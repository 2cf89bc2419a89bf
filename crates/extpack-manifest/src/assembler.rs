//! Manifest assembly
//!
//! Maps the files present in a project onto manifest toggles and
//! registrations, then writes the manifest once:
//!
//! 1. pick the builder for the manifest version
//! 2. load env, then package data
//! 3. probe the page features (any candidate) and the entry scripts (first candidate)
//! 4. apply the page toggles
//! 5. run scaffolds and registrations concurrently; the first failure aborts
//! 6. write the manifest

use extpack_config::BuildOptions;
use futures::future::{try_join_all, BoxFuture, FutureExt};
use std::fmt;
use std::path::{Path, PathBuf};
use tracing::{debug, info};

use crate::builder::{new_manifest, ManifestBuilder};
use crate::common_path::{absolute, CommonPath};
use crate::errors::{AssemblyError, ManifestError};
use crate::layout::ProjectLayout;
use crate::probe::{exists, exists_any, resolve_first, shadowed, ProbeResult};
use crate::types::{Feature, FeatureToggles};

/// Progress of one assembly; stages are passed strictly in order
#[derive(Debug, Clone, Copy, PartialEq, Eq, PartialOrd, Ord)]
pub enum AssemblyStage {
    Init,
    EnvLoaded,
    MetadataLoaded,
    TogglesApplied,
    ScaffoldsPending,
    Written,
}

impl fmt::Display for AssemblyStage {
    fn fmt(&self, f: &mut fmt::Formatter<'_>) -> fmt::Result {
        let name = match self {
            AssemblyStage::Init => "init",
            AssemblyStage::EnvLoaded => "env-loaded",
            AssemblyStage::MetadataLoaded => "metadata-loaded",
            AssemblyStage::TogglesApplied => "toggles-applied",
            AssemblyStage::ScaffoldsPending => "scaffolds-pending",
            AssemblyStage::Written => "written",
        };
        f.write_str(name)
    }
}

/// What the probes found in a project layout
#[derive(Debug, Clone, Default, PartialEq, Eq)]
pub struct LayoutProbe {
    pub toggles: FeatureToggles,
    pub content: ProbeResult,
    pub background: ProbeResult,
    pub has_contents_directory: bool,
}

impl LayoutProbe {
    /// Probe every candidate group of `layout`
    pub async fn run(layout: &ProjectLayout) -> Result<Self, AssemblyError> {
        let toggles = FeatureToggles {
            popup: exists_any(&layout.popup).await?,
            options: exists_any(&layout.options).await?,
            devtools: exists_any(&layout.devtools).await?,
            newtab: exists_any(&layout.newtab).await?,
        };

        let content = resolve_first(&layout.content).await?;
        let background = resolve_first(&layout.background).await?;
        log_shadowed(&layout.content, &content).await;
        log_shadowed(&layout.background, &background).await;

        let has_contents_directory = exists(&layout.contents_directory).await?;

        Ok(LayoutProbe {
            toggles,
            content,
            background,
            has_contents_directory,
        })
    }
}

async fn log_shadowed(candidates: &[PathBuf], result: &ProbeResult) {
    if let Some(winner) = result.winner() {
        for loser in shadowed(candidates, winner).await {
            debug!("Ignoring {:?}: {:?} takes precedence", loser, winner);
        }
    }
}

/// Assemble and write the manifest for a project
///
/// The builder variant is chosen from `options`; the finished builder is
/// returned so callers can inspect what was written.
pub async fn assemble(
    common: CommonPath,
    layout: &ProjectLayout,
    options: &BuildOptions,
) -> Result<Box<dyn ManifestBuilder>, AssemblyError> {
    info!("Creating extension manifest for {}", options.target());
    let builder = new_manifest(common, options);
    assemble_with(builder.as_ref(), layout).await?;
    Ok(builder)
}

/// Drive an already selected builder through a full assembly
pub async fn assemble_with<B>(builder: &B, layout: &ProjectLayout) -> Result<(), AssemblyError>
where
    B: ManifestBuilder + ?Sized,
{
    let mut stage = AssemblyStage::Init;

    builder
        .update_env()
        .await
        .map_err(AssemblyError::Environment)?;
    advance(&mut stage, AssemblyStage::EnvLoaded);

    builder
        .update_package_data()
        .await
        .map_err(AssemblyError::PackageData)?;
    advance(&mut stage, AssemblyStage::MetadataLoaded);

    let probe = LayoutProbe::run(layout).await?;
    apply_toggles(builder, probe.toggles)?;
    advance(&mut stage, AssemblyStage::TogglesApplied);

    let tasks = pending_tasks(builder, layout, &probe);
    advance(&mut stage, AssemblyStage::ScaffoldsPending);
    debug!("Waiting on {} manifest tasks", tasks.len());
    try_join_all(tasks).await?;

    builder.write(true).await.map_err(AssemblyError::Write)?;
    advance(&mut stage, AssemblyStage::Written);
    Ok(())
}

fn advance(stage: &mut AssemblyStage, next: AssemblyStage) {
    debug!("Manifest assembly: {} -> {}", stage, next);
    *stage = next;
}

fn apply_toggles<B>(builder: &B, toggles: FeatureToggles) -> Result<(), AssemblyError>
where
    B: ManifestBuilder + ?Sized,
{
    let toggle_error = |feature| move |source| AssemblyError::Toggle { feature, source };
    builder
        .toggle_popup(toggles.popup)
        .map_err(toggle_error(Feature::Popup))?;
    builder
        .toggle_options(toggles.options)
        .map_err(toggle_error(Feature::Options))?;
    builder
        .toggle_devtools(toggles.devtools)
        .map_err(toggle_error(Feature::Devtools))?;
    builder
        .toggle_newtab(toggles.newtab)
        .map_err(toggle_error(Feature::Newtab))?;
    Ok(())
}

type Task<'a> = BoxFuture<'a, Result<(), AssemblyError>>;

/// Independent operations that run between the toggles and the write.
/// Absent features add no task; scaffolds check enablement themselves.
fn pending_tasks<'a, B>(
    builder: &'a B,
    layout: &'a ProjectLayout,
    probe: &LayoutProbe,
) -> Vec<Task<'a>>
where
    B: ManifestBuilder + ?Sized,
{
    let mut tasks: Vec<Task<'a>> = vec![
        scaffold(Feature::Popup, builder.create_popup_scaffolds()),
        scaffold(Feature::Options, builder.create_options_scaffolds()),
        scaffold(Feature::Devtools, builder.create_devtools_scaffolds()),
        scaffold(Feature::Newtab, builder.create_newtab_scaffolds()),
    ];

    if let Some(content) = probe.content.winner() {
        let path = content.to_path_buf();
        tasks.push(
            async move {
                builder
                    .toggle_content_script(&path, true)
                    .await
                    .map_err(|source| AssemblyError::Registration { path, source })
            }
            .boxed(),
        );
    }

    if let Some(background) = probe.background.winner() {
        let path = background.to_path_buf();
        tasks.push(
            async move {
                builder
                    .toggle_background(&path, true)
                    .await
                    .map_err(|source| AssemblyError::Registration { path, source })
            }
            .boxed(),
        );
    }

    if probe.has_contents_directory {
        tasks.push(register_contents_directory(builder, &layout.contents_directory).boxed());
    }

    tasks
}

fn scaffold<'a>(
    feature: Feature,
    create: BoxFuture<'a, Result<(), ManifestError>>,
) -> Task<'a> {
    create
        .map(move |result| result.map_err(|source| AssemblyError::Scaffold { feature, source }))
        .boxed()
}

/// Register every regular file directly inside `directory` as a content script
async fn register_contents_directory<B>(builder: &B, directory: &Path) -> Result<(), AssemblyError>
where
    B: ManifestBuilder + ?Sized,
{
    let files = contents_files(directory).await?;
    debug!("Found {} content scripts in {:?}", files.len(), directory);

    try_join_all(files.into_iter().map(|path| async move {
        builder
            .toggle_content_script(&path, true)
            .await
            .map_err(|source| AssemblyError::Registration { path, source })
    }))
    .await?;
    Ok(())
}

/// Regular files directly inside `directory`, as absolute paths.
///
/// Subdirectories and symlinks are skipped. The order is whatever the
/// filesystem returns.
pub async fn contents_files(directory: &Path) -> Result<Vec<PathBuf>, AssemblyError> {
    let scan_error = |source| AssemblyError::DirectoryScan {
        path: directory.to_path_buf(),
        source,
    };

    let base = absolute(directory).map_err(scan_error)?;
    let mut entries = tokio::fs::read_dir(directory).await.map_err(scan_error)?;
    let mut files = Vec::new();
    while let Some(entry) = entries.next_entry().await.map_err(scan_error)? {
        let file_type = entry.file_type().await.map_err(scan_error)?;
        if file_type.is_file() {
            files.push(base.join(entry.file_name()));
        }
    }
    Ok(files)
}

» **Task to carry out**
Each line from the one containing "directory: &Path) -> Result<(), AssemblyError>" through the end of the entries, both included, is to be returned exactly, with no other lines.

» **Task answer**
async fn register_contents_directory<B>(builder: &B, directory: &Path) -> Result<(), AssemblyError>
where
    B: ManifestBuilder + ?Sized,
{
    let files = contents_files(directory).await?;
    debug!("Found {} content scripts in {:?}", files.len(), directory);

    try_join_all(files.into_iter().map(|path| async move {
        builder
            .toggle_content_script(&path, true)
            .await
            .map_err(|source| AssemblyError::Registration { path, source })
    }))
    .await?;
    Ok(())
}

/// Regular files directly inside `directory`, as absolute paths.
///
/// Subdirectories and symlinks are skipped. The order is whatever the
/// filesystem returns.
pub async fn contents_files(directory: &Path) -> Result<Vec<PathBuf>, AssemblyError> {
    let scan_error = |source| AssemblyError::DirectoryScan {
        path: directory.to_path_buf(),
        source,
    };

    let base = absolute(directory).map_err(scan_error)?;
    let mut entries = tokio::fs::read_dir(directory).await.map_err(scan_error)?;
    let mut files = Vec::new();
    while let Some(entry) = entries.next_entry().await.map_err(scan_error)? {
        let file_type = entry.file_type().await.map_err(scan_error)?;
        if file_type.is_file() {
            files.push(base.join(entry.file_name()));
        }
    }
    Ok(files)
}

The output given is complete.